Choix du grade de ferrovanadium pour aciers microalliés : FeV 60 vs FeV 50
Dans l’acier microallié, le vanadium fait beaucoup de travail pour une petite dose. À des niveaux allant de quelques dizaines à quelques centaines de ppm, il forme de fins carbonitrures V(C,N) qui renforcent par précipitation les grades HSLA, tubes de transport et aciers automobiles, tout en affinant le grain — ce qui explique pourquoi cet élément est si efficace et pourquoi la forme sous laquelle il est alimenté compte. Le ferrovanadium est la forme de travail pour la plupart des applications aciéristes, et la question du grade — FeV 60 ou FeV 50 — revient en approvisionnement plus souvent que la plupart des équipes ne le réalisent, généralement après qu’un prix a déjà été accepté.
Le numéro du grade est la teneur en vanadium : le FeV 60 porte environ 60 % de vanadium, le FeV 50 environ 50 %, le reste étant principalement du fer, plus du silicium, du carbone et des plafonds d’impuretés pour le soufre et le phosphore fixés par la spécification produit. Le FeV 60 est la matière premium — élaborée à partir de vanadium de plus haute qualité et généralement tenue à une analyse plus stricte — d’où un prix à la tonne plus élevé. La comparaison honnête, cependant, n’est pas à la tonne d’alliage : elle est au kilogramme de vanadium qui finit réellement dans l’acier.
Cette relecture change l’arithmétique. Par tonne d’alimentation, le FeV 60 apporte environ 20 % de vanadium en plus que le FeV 50, si bien que le surcoût paie en partie exactement la même chose que vous paieriez en termes de FeV 50 — plus de vanadium par kilogramme d’alliage manipulé. Lorsque l’écart de prix entre les deux grades est plus petit que l’écart de teneur en vanadium, le FeV 60 est la source de vanadium la moins chère, sans plus de discussion.
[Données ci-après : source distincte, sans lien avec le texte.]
use serde::{Deserialize, Serialize};

/// A single record produced for live/step-polling consumers.
///
/// Serialised as a flat JSON object whose `EventType` field names the variant;
/// consumers switch on it before reading kind-specific fields.
#[derive(Debug, Clone, PartialEq, Serialize, Deserialize)]
#[serde(tag = "EventType", rename_all = "snake_case")]
pub enum BattleEvent {
    /// An attack or skill began.
    AttackStarted {
        event_time: f64,
        attacker_name: String,
        target_name: String,
        message: String,
    },

    /// The character landed damage on an enemy.
    DamageApplied {
        event_time: f64,
        source_skill_id: String,
        damage: u32,
        is_crit: bool,
        target_current_hp: u32,
        target_max_hp: u32,
        attacker_name: String,
        target_name: String,
        message: String,
    },

    /// An enemy landed damage on the character.
    DamageReceived {
        event_time: f64,
        source_skill_id: String,
        damage: u32,
        is_crit: bool,
        target_current_hp: u32,
        target_max_hp: u32,
        attacker_name: String,
        target_name: String,
        message: String,
    },

    /// A basic attack swing resolved and the next one was scheduled.
    AttackTick {
        event_time: f64,
        next_trigger_time: f64,
        interval: f64,
    },
}

impl BattleEvent {
    pub fn event_type(&self) -> &'static str {
        match self {
            BattleEvent::AttackStarted { .. } => "attack_started",
            BattleEvent::DamageApplied { .. } => "damage_applied",
            BattleEvent::DamageReceived { .. } => "damage_received",
            BattleEvent::AttackTick { .. } => "attack_tick",
        }
    }

    pub fn event_time(&self) -> f64 {
        match self {
            BattleEvent::AttackStarted { event_time, .. }
            | BattleEvent::DamageApplied { event_time, .. }
            | BattleEvent::DamageReceived { event_time, .. }
            | BattleEvent::AttackTick { event_time, .. } => *event_time,
        }
    }

    pub fn to_json(&self) -> Result<String, serde_json::Error> {
        serde_json::to_string(self)
    }
}

#[cfg(test)]
mod tests {
    use super::*;

    #[test]
    fn test_json_carries_event_type_discriminator() {
        let event = BattleEvent::AttackTick {
            event_time: 1.5,
            next_trigger_time: 3.0,
            interval: 1.5,
        };
        let value: serde_json::Value = serde_json::from_str(&event.to_json().unwrap()).unwrap();
        assert_eq!(value["EventType"], "attack_tick");
        assert_eq!(value["next_trigger_time"], 3.0);
        assert_eq!(value["event_time"], 1.5);
    }

    #[test]
    fn test_damage_applied_is_flat() {
        let event = BattleEvent::DamageApplied {
            event_time: 2.0,
            source_skill_id: "cleave".to_string(),
            damage: 60,
            is_crit: true,
            target_current_hp: 40,
            target_max_hp: 100,
            attacker_name: "Hero".to_string(),
            target_name: "Wolf".to_string(),
            message: "Hero hits Wolf for 60".to_string(),
        };
        let json = event.to_json().unwrap();
        let value: serde_json::Value = serde_json::from_str(&json).unwrap();
        assert_eq!(value["EventType"], event.event_type());
        assert_eq!(value["damage"], 60);
        assert_eq!(value["is_crit"], true);

        let parsed: BattleEvent = serde_json::from_str(&json).unwrap();
        assert_eq!(parsed, event);
        assert_eq!(parsed.event_time(), 2.0);
    }
}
Le rendement renforce le propos : la récupération du vanadium à partir d’un ajout de ferrovanadium propre est élevée, donc moins vous manipulez d’alliage au total pour atteindre la même analyse de coulée, et moins il est perdu dans la laitance, la calamine et la manutention.
Le bon grade dépend aussi de ce que l’acier demande. Les grades HSLA et tubes de transport à haute teneur en vanadium, surtout lorsque l’objectif se situe en haut de plage et que la constance de coulée à coulée est une exigence de livraison, favorisent généralement le FeV 60 — l’analyse plus stricte rend l’ajout plus facile à calculer et plus facile à maintenir. Les grades à faible teneur en vanadium, sensibles au coût, tournent souvent très bien au FeV 50, où le surplus de vanadium ne se fait pas sentir. Et lorsque le comportement de l’azote compte plus que la dose de vanadium elle-même — certains aciers à outils, par exemple — la conversation dérive vers une tout autre forme, comme un alliage vanadium-azote, qui est une décision produit distincte plutôt qu’un choix de grade de ferrovanadium. Dans de nombreuses spécifications de tubes, le vanadium et le molybdène travaillent en package, si bien que la décision du FeV ne devrait pas être prise en isolation du reste du budget d’alliage.
Une liste de vérification pratique pour le choix : définir le vanadium cible dans la coulée et la tolérance à laquelle le client vous tient ; reprendre les dix ou vingt derniers lots de chaque grade dans vos registres de laboratoire ou d’échantillons conservés et comparer la constance, pas seulement la moyenne ; calculer le coût par kilogramme de vanadium ajouté, rendement inclus, plutôt que par tonne d’alliage ; vérifier les plafonds d’impuretés par rapport à votre budget soufre et phosphore ; et confirmer la forme de livraison et l’emballage qui gardent l’ajout propre. Mené de cette façon, le FeV 60 contre le FeV 50 répond en général de lui-même — le grade premium l’emporte sur les coulées qui en ont besoin, et le grade standard l’emporte lorsque le budget vanadium est modeste.